Enabling the In-Car Cocktail Party

Innovation Blog | May 9, 2018

It’s not what you think – we’re not talking about drinking and driving! Creating an automotive speech recognition system that works well under all conditions has always been a very challenging proposition. The car’s acoustic environment has lots of loud, non-predictable sounds that compete with the driver’s voice – like wind noise, road noise, and traffic. You may be able to guess another big noise source from inside the car, especially if you’re a parent – the other occupants. Whether it’s children, companions, or colleagues, it’s not always easy to stop all chatter just so the car has a chance of recognizing what you say to it. Recognizing one speaker in a crowd is the so-called “cocktail party problem,” and it’s been a very difficult one for computers to solve, especially within the car.
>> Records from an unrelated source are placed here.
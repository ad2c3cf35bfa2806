//! Render bins and the per-frame render queue
//!
//! Bins are the coarse draw-order partition: every leaf belongs to exactly
//! one bin, bins draw in ascending number (same-number siblings in insertion
//! order), and a bin's negative-numbered children draw before its own
//! contents, non-negative children after. Within a bin the registered sort
//! mode decides leaf order: state-sorted bins walk their state groups in
//! insertion order, depth-sorted bins order leaves by eye distance.

use std::collections::{BTreeMap, HashMap};
use std::sync::Arc;

use crate::foundation::math::Mat4;
use crate::graph::Drawable;
use crate::state::{BinOrder, StateSet};

use super::state_graph::{LeafId, StateGraphArena, StateGraphId};

/// Index of a bin in the frame's bin arena
pub type BinId = usize;

/// The arena slot of the root render bin
pub const ROOT_BIN: BinId = 0;

/// Leaf ordering policy of one bin
#[derive(Debug, Clone, Copy, PartialEq, Eq)]
pub enum SortMode {
    /// Walk state groups in insertion order; minimizes state changes
    StateSorted,
    /// Nearest leaves first, for early-depth rejection of opaque geometry
    FrontToBack,
    /// Farthest leaves first, for correct transparency blending
    BackToFront,
}

impl From<BinOrder> for SortMode {
    fn from(order: BinOrder) -> Self {
        match order {
            BinOrder::StateSorted => Self::StateSorted,
            BinOrder::DepthSorted => Self::BackToFront,
        }
    }
}

#[derive(Debug)]
struct BinNode {
    number: i32,
    sort: SortMode,
    /// Leaves bucketed by state graph node, buckets in first-leaf order
    groups: Vec<(StateGraphId, Vec<LeafId>)>,
    group_index: HashMap<StateGraphId, usize>,
    /// Child bins keyed by number; same-number bins keep insertion order
    children: BTreeMap<i32, Vec<BinId>>,
}

impl BinNode {
    fn new(number: i32, sort: SortMode) -> Self {
        Self {
            number,
            sort,
            groups: Vec::new(),
            group_index: HashMap::new(),
            children: BTreeMap::new(),
        }
    }
}

/// One cull pass's complete output, handed from cull to draw
///
/// Single writer (the cull traversal), single consumer (the draw replay);
/// each view/camera gets its own queue, and the threaded frame scheduler
/// rotates two of them so frame N can draw while frame N+1 culls.
#[derive(Debug)]
pub struct RenderQueue {
    pub(crate) graph: StateGraphArena,
    bins: Vec<BinNode>,
}

impl RenderQueue {
    /// Create an empty queue
    pub fn new() -> Self {
        Self {
            graph: StateGraphArena::new(),
            bins: vec![BinNode::new(0, SortMode::StateSorted)],
        }
    }

    /// Discard the frame's contents, keeping allocations where possible
    pub fn reset(&mut self) {
        self.graph.reset();
        self.bins.clear();
        self.bins.push(BinNode::new(0, SortMode::StateSorted));
    }

    /// The default bin leaves land in absent any redirection
    pub fn root_bin(&self) -> BinId {
        ROOT_BIN
    }

    /// Number of leaves across all bins
    pub fn leaf_count(&self) -> usize {
        self.graph.leaf_count()
    }

    /// True when the frame culled everything away
    pub fn is_empty(&self) -> bool {
        self.graph.leaf_count() == 0
    }

    /// Leaf accessor
    pub fn leaf(&self, id: LeafId) -> &super::state_graph::RenderLeaf {
        self.graph.leaf(id)
    }

    /// Find the numbered child of `parent`, creating it on first use
    ///
    /// Repeated requests for the same number return the first bin created
    /// for it; its sort mode is not changed by later requests.
    pub fn find_or_insert_bin(&mut self, parent: BinId, number: i32, order: BinOrder) -> BinId {
        if let Some(existing) = self.bins[parent]
            .children
            .get(&number)
            .and_then(|bins| bins.first())
        {
            return *existing;
        }
        let id = self.bins.len();
        self.bins.push(BinNode::new(number, order.into()));
        self.bins[parent].children.entry(number).or_default().push(id);
        id
    }

    /// Append a same-numbered sibling bin regardless of existing bins
    pub fn insert_bin(&mut self, parent: BinId, number: i32, sort: SortMode) -> BinId {
        let id = self.bins.len();
        self.bins.push(BinNode::new(number, sort));
        self.bins[parent].children.entry(number).or_default().push(id);
        id
    }

    /// Override a bin's sort mode
    pub fn set_bin_sort(&mut self, bin: BinId, sort: SortMode) {
        self.bins[bin].sort = sort;
    }

    /// Move the state cursor down along a pushed set
    pub fn push_set(&mut self, set: &Arc<StateSet>) {
        self.graph.push_set(set);
    }

    /// Move the state cursor back up
    pub fn pop_set(&mut self) {
        self.graph.pop_set();
    }

    /// File a leaf at the current state cursor into `bin`
    pub fn add_leaf(&mut self, bin: BinId, drawable: Arc<Drawable>, model_view: Mat4, depth: f32) {
        let cursor = self.graph.cursor();
        let (leaf_id, _) = self.graph.add_leaf(drawable, model_view, depth);
        let bin_node = &mut self.bins[bin];
        match bin_node.group_index.get(&cursor) {
            Some(index) => bin_node.groups[*index].1.push(leaf_id),
            None => {
                bin_node.group_index.insert(cursor, bin_node.groups.len());
                bin_node.groups.push((cursor, vec![leaf_id]));
            }
        }
    }

    /// Every leaf of the frame in final draw order
    pub fn leaves_in_draw_order(&self) -> Vec<LeafId> {
        let mut out = Vec::with_capacity(self.graph.leaf_count());
        self.collect_bin(ROOT_BIN, &mut out);
        out
    }

    fn collect_bin(&self, bin: BinId, out: &mut Vec<LeafId>) {
        let node = &self.bins[bin];
        for (number, children) in &node.children {
            if *number < 0 {
                for child in children {
                    self.collect_bin(*child, out);
                }
            }
        }
        self.collect_own(node, out);
        for (number, children) in &node.children {
            if *number >= 0 {
                for child in children {
                    self.collect_bin(*child, out);
                }
            }
        }
    }

    fn collect_own(&self, node: &BinNode, out: &mut Vec<LeafId>) {
        let start = out.len();
        for (_, leaves) in &node.groups {
            out.extend_from_slice(leaves);
        }
        let slice = &mut out[start..];
        match node.sort {
            SortMode::StateSorted => {}
            // stable sorts keep insertion order for equal depths
            SortMode::FrontToBack => slice.sort_by(|a, b| {
                self.graph
                    .leaf(*a)
                    .depth
                    .total_cmp(&self.graph.leaf(*b).depth)
            }),
            SortMode::BackToFront => slice.sort_by(|a, b| {
                self.graph
                    .leaf(*b)
                    .depth
                    .total_cmp(&self.graph.leaf(*a).depth)
            }),
        }
    }

    /// Bin number a bin was created with (diagnostics)
    pub fn bin_number(&self, bin: BinId) -> i32 {
        self.bins[bin].number
    }
}

impl Default for RenderQueue {
    fn default() -> Self {
        Self::new()
    }
}

#[cfg(test)]
mod tests {
    use super::*;
    use crate::foundation::math::Vec3;
    use crate::graph::box_drawable;
    use crate::state::{Mode, StateFlags};

    fn drawable() -> Arc<Drawable> {
        Arc::new(box_drawable(Vec3::zeros(), 1.0))
    }

    fn blend_set() -> Arc<StateSet> {
        let mut set = StateSet::new();
        set.set_mode(Mode::Blend, StateFlags::on());
        Arc::new(set)
    }

    #[test]
    fn test_bin_number_ordering() {
        let mut queue = RenderQueue::new();
        let root = queue.root_bin();
        let late = queue.find_or_insert_bin(root, 10, BinOrder::StateSorted);
        let early = queue.find_or_insert_bin(root, -1, BinOrder::StateSorted);

        // insert into bins out of order: default, then late, then early
        queue.add_leaf(root, drawable(), Mat4::identity(), 0.0); // leaf 0
        queue.add_leaf(late, drawable(), Mat4::identity(), 0.0); // leaf 1
        queue.add_leaf(early, drawable(), Mat4::identity(), 0.0); // leaf 2

        // negative bin first, default bin contents, then positive bin
        assert_eq!(queue.leaves_in_draw_order(), vec![2, 0, 1]);
    }

    #[test]
    fn test_back_to_front_sorting() {
        let mut queue = RenderQueue::new();
        let root = queue.root_bin();
        let transparent = queue.find_or_insert_bin(root, 10, BinOrder::DepthSorted);

        queue.push_set(&blend_set());
        queue.add_leaf(transparent, drawable(), Mat4::identity(), 1.0); // leaf 0 near
        queue.add_leaf(transparent, drawable(), Mat4::identity(), 9.0); // leaf 1 far
        queue.add_leaf(transparent, drawable(), Mat4::identity(), 5.0); // leaf 2 mid
        queue.pop_set();

        assert_eq!(queue.leaves_in_draw_order(), vec![1, 2, 0]);
    }

    #[test]
    fn test_front_to_back_sorting() {
        let mut queue = RenderQueue::new();
        let root = queue.root_bin();
        let bin = queue.insert_bin(root, 1, SortMode::FrontToBack);

        queue.add_leaf(bin, drawable(), Mat4::identity(), 9.0);
        queue.add_leaf(bin, drawable(), Mat4::identity(), 1.0);
        assert_eq!(queue.leaves_in_draw_order(), vec![1, 0]);
    }

    #[test]
    fn test_same_number_bins_insertion_order() {
        let mut queue = RenderQueue::new();
        let root = queue.root_bin();
        let first = queue.insert_bin(root, 5, SortMode::StateSorted);
        let second = queue.insert_bin(root, 5, SortMode::StateSorted);

        queue.add_leaf(second, drawable(), Mat4::identity(), 0.0); // leaf 0
        queue.add_leaf(first, drawable(), Mat4::identity(), 0.0); // leaf 1

        // both bins share number 5; the one inserted first draws first even
        // though its leaf arrived later
        assert_eq!(queue.leaves_in_draw_order(), vec![1, 0]);
        assert_eq!(queue.bin_number(first), queue.bin_number(second));
    }

    #[test]
    fn test_state_sorted_groups_by_state() {
        let mut queue = RenderQueue::new();
        let root = queue.root_bin();
        let set = blend_set();

        // interleave insertions between two states; draw order groups them
        queue.push_set(&set);
        queue.add_leaf(root, drawable(), Mat4::identity(), 0.0); // leaf 0, blend
        queue.pop_set();
        queue.add_leaf(root, drawable(), Mat4::identity(), 0.0); // leaf 1, plain
        queue.push_set(&set);
        queue.add_leaf(root, drawable(), Mat4::identity(), 0.0); // leaf 2, blend
        queue.pop_set();
        queue.add_leaf(root, drawable(), Mat4::identity(), 0.0); // leaf 3, plain

        assert_eq!(queue.leaves_in_draw_order(), vec![0, 2, 1, 3]);
    }

    #[test]
    fn test_find_or_insert_reuses_bin() {
        let mut queue = RenderQueue::new();
        let root = queue.root_bin();
        let a = queue.find_or_insert_bin(root, 3, BinOrder::StateSorted);
        let b = queue.find_or_insert_bin(root, 3, BinOrder::DepthSorted);
        assert_eq!(a, b);
    }

    #[test]
    fn test_reset_empties_queue() {
        let mut queue = RenderQueue::new();
        queue.add_leaf(ROOT_BIN, drawable(), Mat4::identity(), 0.0);
        assert!(!queue.is_empty());
        queue.reset();
        assert!(queue.is_empty());
        assert!(queue.leaves_in_draw_order().is_empty());
    }
}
This is why we’ve developed technology that can distinguish and separate multiple simultaneous voices, making the vehicle’s speech recognition more robust, useful and accurate. Allowing the car to recognize hands-free commands without requiring other conversations to stop provides more natural speech interaction and a better user experience for everyone in the car. And since this solution only needs a single microphone, it doesn’t introduce additional hardware expense to the car. Great – but according to the US Census Bureau’s latest data, over 76 percent of commuters drive alone and therefore don’t need to worry about competing voices.

Yes, but that’s today. In a few short years, perhaps even within one or two traditional automotive design cycles, mobility will be drastically transformed. Mobility as a Service (MaaS) is taking off and promises the ability for people to dynamically choose their mode of transport, with on-demand vehicle subscriptions and multiple car- or ride-sharing models. Far from removing the need to talk to your car, we believe self-driving technology will result in even more opportunity to talk to, direct, and control your car. The future is multi-passenger – and conversational.

Digital assistants like Amazon Alexa and Google Assistant are the hottest thing since sliced bread. With greater exposure, reliability, and comfort in a digital assistant, people will be increasingly relying on them to perform tasks in the car – tasks that don’t rely on their eyes or hands. That’s why we don’t just need digital assistants in our cars, we need ones that can listen to each one of us, even when we’re all talking.

Jacek Spiewla Sr Manager, User Experience

Jacek holds a Master’s in Human-Computer Interaction from the University of Michigan, and has a deep background in speech/audio processing technology, as well as voice user interface design. He is responsible for strategic planning activities and coordinating UX projects.